**Records to process**
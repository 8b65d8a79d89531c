use std::error::Error;
use std::path::PathBuf;

use clap::{Args, Parser, Subcommand};
use rand::{rngs::StdRng, SeedableRng};
use tracing::{info, Level};

use abalone_nn::report::{render_error_chart, ChartStyle};
use abalone_nn::{
    AbaloneFile, DataSource, ErrorHistory, GradientScale, RandomSource, RunConfig, Trainer,
};

#[derive(Parser)]
#[command(name = "abalone-nn")]
#[command(about = "Train a three-layer sigmoid regression network", long_about = None)]
struct Cli {
    #[command(subcommand)]
    command: Command,

    /// Log level (error, warn, info, debug, trace)
    #[arg(short, long, default_value = "info", global = true)]
    log_level: Level,
}

#[derive(Subcommand)]
enum Command {
    /// Train on abalone records (or random data) and chart the error
    Train(TrainArgs),
    /// Re-render a chart from a saved error history
    Chart {
        /// History JSON written by `train --history`
        #[arg(long, value_name = "PATH")]
        history: PathBuf,
        /// Output PNG
        #[arg(short, long, value_name = "PATH", default_value = "error.png")]
        out: PathBuf,
    },
}

#[derive(Args)]
struct TrainArgs {
    /// JSON config file; flags override its values
    #[arg(short, long, value_name = "PATH")]
    config: Option<PathBuf>,
    /// Abalone data file; random data is used when omitted
    #[arg(short, long, value_name = "PATH")]
    data: Option<PathBuf>,
    /// Number of records to train on
    #[arg(short = 'n', long, value_name = "INT")]
    examples: Option<usize>,
    /// Hidden layer widths, e.g. 5,5
    #[arg(long, value_name = "H1,H2", value_delimiter = ',')]
    hidden: Option<Vec<usize>>,
    /// Features per example (random data only)
    #[arg(long, value_name = "INT")]
    features: Option<usize>,
    /// Output width (random data only)
    #[arg(long, value_name = "INT")]
    outputs: Option<usize>,
    #[arg(short, long, value_name = "INT")]
    epochs: Option<usize>,
    #[arg(long, value_name = "FLOAT")]
    learning_rate: Option<f64>,
    /// Record the error every Nth epoch
    #[arg(long, value_name = "INT")]
    sample_every: Option<usize>,
    /// Weight gradient scaling; `mean` divides by the example count
    #[arg(long, value_enum, value_name = "SCALE")]
    gradient_scale: Option<GradientScale>,
    #[arg(short, long, value_name = "INT")]
    seed: Option<u64>,
    /// Output PNG for the error chart
    #[arg(long, value_name = "PATH")]
    chart: Option<PathBuf>,
    /// Skip writing the chart
    #[arg(long)]
    no_chart: bool,
    /// Also write the error history as JSON
    #[arg(long, value_name = "PATH")]
    history: Option<PathBuf>,
}

impl TrainArgs {
    fn overrides(&self) -> RunConfig {
        RunConfig {
            data: self.data.clone(),
            examples: self.examples,
            hidden: self.hidden.clone(),
            features: self.features,
            outputs: self.outputs,
            epochs: self.epochs,
            learning_rate: self.learning_rate,
            sample_every: self.sample_every,
            gradient_scale: self.gradient_scale,
            seed: self.seed,
            chart: self.chart.clone(),
            history: self.history.clone(),
        }
    }
}

fn main() -> Result<(), Box<dyn Error>> {
    let cli = Cli::parse();
    tracing_subscriber::fmt()
        .compact()
        .with_max_level(cli.log_level)
        .init();

    match cli.command {
        Command::Train(args) => train(args)?,
        Command::Chart { history, out } => {
            let history = ErrorHistory::load_json(&history)?;
            render_error_chart(&history, &ChartStyle::default(), &out)?;
        }
    }
    Ok(())
}

fn train(args: TrainArgs) -> Result<(), Box<dyn Error>> {
    let base = match &args.config {
        Some(path) => RunConfig::load_json(path)?,
        None => RunConfig::default(),
    };
    let cfg = base.merge(args.overrides());

    let train_config = cfg.train_config()?;
    let hidden = cfg.hidden()?;
    let seed = cfg.seed();

    let source: Box<dyn DataSource> = match &cfg.data {
        Some(path) => Box::new(AbaloneFile::new(path)),
        None => {
            info!("no data file given, training on random data");
            Box::new(RandomSource::new(
                cfg.features.unwrap_or(3),
                cfg.outputs.unwrap_or(1),
                seed.wrapping_add(1),
            ))
        }
    };

    let mut rng = StdRng::seed_from_u64(seed);
    let trainer = Trainer::initialize(source.as_ref(), cfg.examples(), hidden, train_config, &mut rng)?;
    let outcome = trainer.train();

    if let (Some(first), Some(last)) = (outcome.history.first(), outcome.history.last()) {
        println!("Epoch {}: error = {:.6}", first.epoch, first.mean_abs_error);
        println!("Epoch {}: error = {:.6}", last.epoch, last.mean_abs_error);
    }
    println!("{} epochs run ({:?})", outcome.epochs_run, outcome.state);

    if let Some(path) = &cfg.history {
        outcome.history.save_json(path)?;
    }
    if !args.no_chart && !outcome.history.is_empty() {
        render_error_chart(&outcome.history, &ChartStyle::default(), cfg.chart_path())?;
    }

    Ok(())
}

#[cfg(test)]
mod tests {
    use super::*;

    fn train_args(flags: &[&str]) -> TrainArgs {
        let argv = ["abalone-nn", "train"].iter().chain(flags).copied();
        match Cli::try_parse_from(argv).unwrap().command {
            Command::Train(args) => args,
            Command::Chart { .. } => panic!("expected the train subcommand"),
        }
    }

    #[test]
    fn gradient_scale_flag_overrides_config_file() {
        let file = RunConfig { gradient_scale: Some(GradientScale::Mean), ..RunConfig::default() };
        let merged = file.merge(train_args(&["--gradient-scale", "sum"]).overrides());
        assert_eq!(merged.gradient_scale, Some(GradientScale::Sum));
    }

    #[test]
    fn gradient_scale_left_to_config_when_flag_absent() {
        let file = RunConfig { gradient_scale: Some(GradientScale::Mean), ..RunConfig::default() };
        let merged = file.merge(train_args(&[]).overrides());
        assert_eq!(merged.gradient_scale, Some(GradientScale::Mean));
    }

    #[test]
    fn unknown_gradient_scale_is_rejected() {
        let argv = ["abalone-nn", "train", "--gradient-scale", "median"];
        assert!(Cli::try_parse_from(argv).is_err());
    }
}
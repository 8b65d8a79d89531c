pub mod mae;

pub use mae::MaeLoss;
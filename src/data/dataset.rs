use crate::error::ConfigError;
use crate::math::matrix::Matrix;

/// Feature matrix (N×F) paired with its target matrix (N×O).
#[derive(Debug, Clone, PartialEq)]
pub struct Dataset {
    features: Matrix,
    targets: Matrix,
}

impl Dataset {
    /// Pairs features with targets; both must have the same, non-zero row count.
    pub fn new(features: Matrix, targets: Matrix) -> Result<Dataset, ConfigError> {
        if features.rows == 0 {
            return Err(ConfigError::NoExamples);
        }
        if features.rows != targets.rows {
            return Err(ConfigError::LayerMismatch {
                what: "targets",
                expected: (features.rows, targets.cols),
                found: targets.shape(),
            });
        }
        Ok(Dataset { features, targets })
    }

    pub fn features(&self) -> &Matrix {
        &self.features
    }

    pub fn targets(&self) -> &Matrix {
        &self.targets
    }

    /// N
    pub fn examples(&self) -> usize {
        self.features.rows
    }

    /// F
    pub fn feature_count(&self) -> usize {
        self.features.cols
    }

    /// O
    pub fn target_count(&self) -> usize {
        self.targets.cols
    }
}
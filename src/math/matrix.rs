use rand::Rng;
use rand_distr::StandardNormal;
use std::ops::{Mul, Sub};

use crate::error::MatrixError;

/// Dense row-major matrix of `f64`.
///
/// Every operation returns a fresh matrix; inputs are never mutated.
#[derive(Debug, Clone, PartialEq)]
pub struct Matrix {
    pub rows: usize,
    pub cols: usize,
    pub data: Vec<Vec<f64>>,
}

impl Matrix {
    pub fn zeros(rows: usize, cols: usize) -> Matrix {
        Matrix {
            rows,
            cols,
            data: vec![vec![0.0; cols]; rows],
        }
    }

    /// Builds a matrix from row vectors. All rows must share the same length.
    pub fn from_data(data: Vec<Vec<f64>>) -> Result<Matrix, MatrixError> {
        let cols = data.first().map(|row| row.len()).unwrap_or(0);
        if data.is_empty() || cols == 0 {
            return Err(MatrixError::Empty);
        }
        if let Some((row, found)) = data
            .iter()
            .map(|r| r.len())
            .enumerate()
            .find(|&(_, len)| len != cols)
        {
            return Err(MatrixError::Ragged { row, expected: cols, found });
        }

        Ok(Matrix {
            rows: data.len(),
            cols,
            data,
        })
    }

    /// Builds a `rows × cols` matrix from a flat row-major slice.
    pub fn from_vec(rows: usize, cols: usize, values: &[f64]) -> Result<Matrix, MatrixError> {
        if rows == 0 || cols == 0 {
            return Err(MatrixError::Empty);
        }
        if values.len() != rows * cols {
            return Err(MatrixError::Length {
                rows,
                cols,
                expected: rows * cols,
                found: values.len(),
            });
        }

        Ok(Matrix {
            rows,
            cols,
            data: values.chunks(cols).map(|row| row.to_vec()).collect(),
        })
    }

    /// Every entry drawn independently from N(0, 1).
    pub fn standard_normal<R: Rng + ?Sized>(rows: usize, cols: usize, rng: &mut R) -> Matrix {
        let data = (0..rows)
            .map(|_| (0..cols).map(|_| rng.sample(StandardNormal)).collect())
            .collect();
        Matrix { rows, cols, data }
    }

    pub fn shape(&self) -> (usize, usize) {
        (self.rows, self.cols)
    }

    pub fn get(&self, row: usize, col: usize) -> f64 {
        self.data[row][col]
    }

    /// Iterates over all entries in row-major order.
    pub fn iter(&self) -> impl Iterator<Item = &f64> + '_ {
        self.data.iter().flatten()
    }

    pub fn transpose(&self) -> Matrix {
        let mut res = Matrix::zeros(self.cols, self.rows);

        for i in 0..res.rows {
            for j in 0..res.cols {
                res.data[i][j] = self.data[j][i];
            }
        }

        res
    }

    pub fn map<F>(&self, functor: F) -> Matrix
    where
        F: Fn(f64) -> f64,
    {
        Matrix {
            rows: self.rows,
            cols: self.cols,
            data: self
                .data
                .iter()
                .map(|row| row.iter().map(|&x| functor(x)).collect())
                .collect(),
        }
    }

    pub fn scale(&self, factor: f64) -> Matrix {
        self.map(|x| x * factor)
    }

    /// Matrix product `self · rhs`.
    ///
    /// # Panics
    /// Panics if `self.cols != rhs.rows`.
    pub fn dot(&self, rhs: &Matrix) -> Matrix {
        if self.cols != rhs.rows {
            panic!(
                "cannot multiply {}x{} by {}x{}",
                self.rows, self.cols, rhs.rows, rhs.cols
            )
        }

        let mut res = Matrix::zeros(self.rows, rhs.cols);

        for i in 0..res.rows {
            for j in 0..res.cols {
                let mut sum = 0.0;

                for k in 0..self.cols {
                    sum += self.data[i][k] * rhs.data[k][j];
                }

                res.data[i][j] = sum;
            }
        }

        res
    }

    /// Element-wise (Hadamard) product of two same-shape matrices.
    pub fn hadamard(&self, rhs: &Matrix) -> Matrix {
        self.zip_with(rhs, |a, b| a * b)
    }

    /// Element-wise difference `self - rhs`.
    pub fn subtract(&self, rhs: &Matrix) -> Matrix {
        self.zip_with(rhs, |a, b| a - b)
    }

    /// Mean of the absolute values of all entries.
    pub fn mean_abs(&self) -> f64 {
        let count = (self.rows * self.cols) as f64;
        self.iter().map(|x| x.abs()).sum::<f64>() / count
    }

    fn zip_with<F>(&self, rhs: &Matrix, functor: F) -> Matrix
    where
        F: Fn(f64, f64) -> f64,
    {
        if self.shape() != rhs.shape() {
            panic!(
                "element-wise op on mismatched shapes {:?} and {:?}",
                self.shape(),
                rhs.shape()
            )
        }

        let data = self
            .data
            .iter()
            .zip(rhs.data.iter())
            .map(|(row_a, row_b)| {
                row_a
                    .iter()
                    .zip(row_b.iter())
                    .map(|(&a, &b)| functor(a, b))
                    .collect()
            })
            .collect();

        Matrix {
            rows: self.rows,
            cols: self.cols,
            data,
        }
    }
}

impl Sub for &Matrix {
    type Output = Matrix;

    fn sub(self, rhs: Self) -> Self::Output {
        self.subtract(rhs)
    }
}

impl Mul for &Matrix {
    type Output = Matrix;

    fn mul(self, rhs: Self) -> Self::Output {
        self.dot(rhs)
    }
}
use rand::{rngs::StdRng, Rng, SeedableRng};

use crate::data::dataset::Dataset;
use crate::error::{ConfigError, Error};
use crate::math::matrix::Matrix;

/// Supplies validated training matrices for a requested example count.
pub trait DataSource {
    /// Produces exactly `examples` rows or fails. Called with `examples > 0`.
    fn read(&self, examples: usize) -> Result<Dataset, Error>;

    /// Rejects a zero example count before touching the underlying source.
    fn load(&self, examples: usize) -> Result<Dataset, Error> {
        if examples == 0 {
            return Err(ConfigError::NoExamples.into());
        }
        self.read(examples)
    }
}

/// Synthetic data: standard normal inputs, uniform (0, 1) targets.
#[derive(Debug, Clone, Copy)]
pub struct RandomSource {
    pub features: usize,
    pub outputs: usize,
    pub seed: u64,
}

impl RandomSource {
    pub fn new(features: usize, outputs: usize, seed: u64) -> RandomSource {
        RandomSource { features, outputs, seed }
    }
}

impl DataSource for RandomSource {
    fn read(&self, examples: usize) -> Result<Dataset, Error> {
        if self.features == 0 {
            return Err(ConfigError::ZeroWidth { layer: "inputs" }.into());
        }
        if self.outputs == 0 {
            return Err(ConfigError::ZeroWidth { layer: "outputs" }.into());
        }

        let mut rng = StdRng::seed_from_u64(self.seed);
        let features = Matrix::standard_normal(examples, self.features, &mut rng);
        let targets: Vec<f64> = (0..examples * self.outputs)
            .map(|_| rng.gen_range(f64::EPSILON..1.0))
            .collect();
        let targets = Matrix::from_vec(examples, self.outputs, &targets).map_err(ConfigError::from)?;

        Ok(Dataset::new(features, targets)?)
    }
}
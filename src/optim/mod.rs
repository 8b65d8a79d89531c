pub mod sgd;

pub use sgd::{GradientScale, Sgd};
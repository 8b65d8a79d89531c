use std::path::{Path, PathBuf};

use serde::{Deserialize, Serialize};

use crate::error::{ConfigError, Error};
use crate::optim::sgd::GradientScale;
use crate::train::train_config::TrainConfig;

pub const DEFAULT_EXAMPLES: usize = 100;
pub const DEFAULT_HIDDEN: [usize; 2] = [5, 5];
pub const DEFAULT_EPOCHS: usize = 1000;
pub const DEFAULT_LEARNING_RATE: f64 = 1.0;
pub const DEFAULT_CHART: &str = "error.png";

/// Run configuration. Also defines the JSON config file format; every field
/// may be omitted.
#[derive(Debug, Clone, Default, PartialEq, Serialize, Deserialize)]
#[serde(deny_unknown_fields)]
pub struct RunConfig {
    /// Abalone data file. Random data is used when absent.
    pub data: Option<PathBuf>,
    pub examples: Option<usize>,
    /// Widths of the two hidden layers.
    pub hidden: Option<Vec<usize>>,
    /// Features per example for random data.
    pub features: Option<usize>,
    /// Output width for random data. The abalone file always has one target.
    pub outputs: Option<usize>,
    pub epochs: Option<usize>,
    pub learning_rate: Option<f64>,
    pub sample_every: Option<usize>,
    pub gradient_scale: Option<GradientScale>,
    pub seed: Option<u64>,
    pub chart: Option<PathBuf>,
    pub history: Option<PathBuf>,
}

impl RunConfig {
    pub fn load_json(path: impl AsRef<Path>) -> Result<RunConfig, Error> {
        let file = std::fs::File::open(path)?;
        let reader = std::io::BufReader::new(file);
        Ok(serde_json::from_reader(reader)?)
    }

    // merge configs where the second overwrites the first
    pub fn merge(self, other: Self) -> Self {
        Self {
            data: other.data.or(self.data),
            examples: other.examples.or(self.examples),
            hidden: other.hidden.or(self.hidden),
            features: other.features.or(self.features),
            outputs: other.outputs.or(self.outputs),
            epochs: other.epochs.or(self.epochs),
            learning_rate: other.learning_rate.or(self.learning_rate),
            sample_every: other.sample_every.or(self.sample_every),
            gradient_scale: other.gradient_scale.or(self.gradient_scale),
            seed: other.seed.or(self.seed),
            chart: other.chart.or(self.chart),
            history: other.history.or(self.history),
        }
    }

    pub fn examples(&self) -> usize {
        self.examples.unwrap_or(DEFAULT_EXAMPLES)
    }

    pub fn seed(&self) -> u64 {
        self.seed.unwrap_or(0)
    }

    /// The two hidden widths; anything other than exactly two is rejected.
    pub fn hidden(&self) -> Result<(usize, usize), ConfigError> {
        match self.hidden.as_deref().unwrap_or(&DEFAULT_HIDDEN) {
            [h1, h2] => Ok((*h1, *h2)),
            other => Err(ConfigError::HiddenLayers { expected: 2, found: other.len() }),
        }
    }

    pub fn chart_path(&self) -> PathBuf {
        self.chart.clone().unwrap_or_else(|| PathBuf::from(DEFAULT_CHART))
    }

    /// Builds the trainer settings. The returned config has no progress
    /// channel or stop flag attached.
    pub fn train_config(&self) -> Result<TrainConfig, ConfigError> {
        let config = TrainConfig::new(
            self.epochs.unwrap_or(DEFAULT_EPOCHS),
            self.learning_rate.unwrap_or(DEFAULT_LEARNING_RATE),
        )
        .with_sample_every(self.sample_every.unwrap_or(1))
        .with_gradient_scale(self.gradient_scale.unwrap_or_default());
        config.optimizer()?;
        Ok(config)
    }
}

#[cfg(test)]
mod tests {
    use super::*;

    #[test]
    fn defaults_match_the_baseline_run() {
        let cfg = RunConfig::default();
        assert_eq!(cfg.examples(), 100);
        assert_eq!(cfg.hidden().unwrap(), (5, 5));
        let tc = cfg.train_config().unwrap();
        assert_eq!(tc.epochs, 1000);
        assert_eq!(tc.learning_rate, 1.0);
        assert_eq!(tc.sample_every, 1);
        assert_eq!(tc.gradient_scale, GradientScale::Sum);
        assert_eq!(cfg.chart_path(), PathBuf::from("error.png"));
    }

    #[test]
    fn second_config_wins_on_merge() {
        let file = RunConfig { epochs: Some(10), seed: Some(3), ..RunConfig::default() };
        let flags = RunConfig { epochs: Some(20), ..RunConfig::default() };
        let merged = file.merge(flags);
        assert_eq!(merged.epochs, Some(20));
        assert_eq!(merged.seed, Some(3));
    }

    #[test]
    fn parses_json_with_missing_fields() {
        let cfg: RunConfig = serde_json::from_str(
            r#"{ "examples": 4, "hidden": [3, 2], "gradient_scale": "mean" }"#,
        )
        .unwrap();
        assert_eq!(cfg.examples(), 4);
        assert_eq!(cfg.hidden().unwrap(), (3, 2));
        assert_eq!(cfg.gradient_scale, Some(GradientScale::Mean));
        assert!(serde_json::from_str::<RunConfig>(r#"{ "epoch": 3 }"#).is_err());
    }

    #[test]
    fn rejects_wrong_hidden_count_and_bad_rate() {
        let cfg = RunConfig { hidden: Some(vec![5]), ..RunConfig::default() };
        assert_eq!(cfg.hidden().unwrap_err(), ConfigError::HiddenLayers { expected: 2, found: 1 });

        let cfg = RunConfig { learning_rate: Some(-1.0), ..RunConfig::default() };
        assert!(matches!(cfg.train_config(), Err(ConfigError::InvalidLearningRate(_))));
    }
}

**Description of the task**
Please give only the number of lines in the listing that hold the word "filename".

**Written response**
3